━━ Data under study
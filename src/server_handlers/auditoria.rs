use crate::api_json::AuditQuery;
use crate::auth::AuthUser;
use crate::db::{auditoria, Database};
use crate::error::ApiResult;
use crate::models::Role;
use actix_web::{web, HttpResponse};
use serde_json::json;

/// GET /audit-logs?action=&startDate=&endDate=&limit=&offset=
/// Responde `{total, items}` con los registros más recientes primero.
pub async fn consultar_handler(
    db: web::Data<Database>,
    user: AuthUser,
    query: web::Query<AuditQuery>,
) -> ApiResult<HttpResponse> {
    user.requiere(&[Role::Admin, Role::Director])?;
    let filtro = query.into_inner().filtro()?;
    let conn = db.lock()?;
    let (total, items) = auditoria::consultar(&conn, &filtro)?;
    Ok(HttpResponse::Ok().json(json!({
        "total": total,
        "limit": filtro.limit,
        "offset": filtro.offset,
        "items": items,
    })))
}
━━━━
Action item: Please retype all of the lines above exactly as they stand.

Output for this task:
filename src/server_handlers/auditoria.rs
use crate::api_json::AuditQuery;
use crate::auth::AuthUser;
use crate::db::{auditoria, Database};
use crate::error::ApiResult;
use crate::models::Role;
use actix_web::{web, HttpResponse};
use serde_json::json;

/// GET /audit-logs?action=&startDate=&endDate=&limit=&offset=
/// Responde `{total, items}` con los registros más recientes primero.
pub async fn consultar_handler(
    db: web::Data<Database>,
    user: AuthUser,
    query: web::Query<AuditQuery>,
) -> ApiResult<HttpResponse> {
    user.requiere(&[Role::Admin, Role::Director])?;
    let filtro = query.into_inner().filtro()?;
    let conn = db.lock()?;
    let (total, items) = auditoria::consultar(&conn, &filtro)?;
    Ok(HttpResponse::Ok().json(json!({
        "total": total,
        "limit": filtro.limit,
        "offset": filtro.offset,
        "items": items,
    })))
}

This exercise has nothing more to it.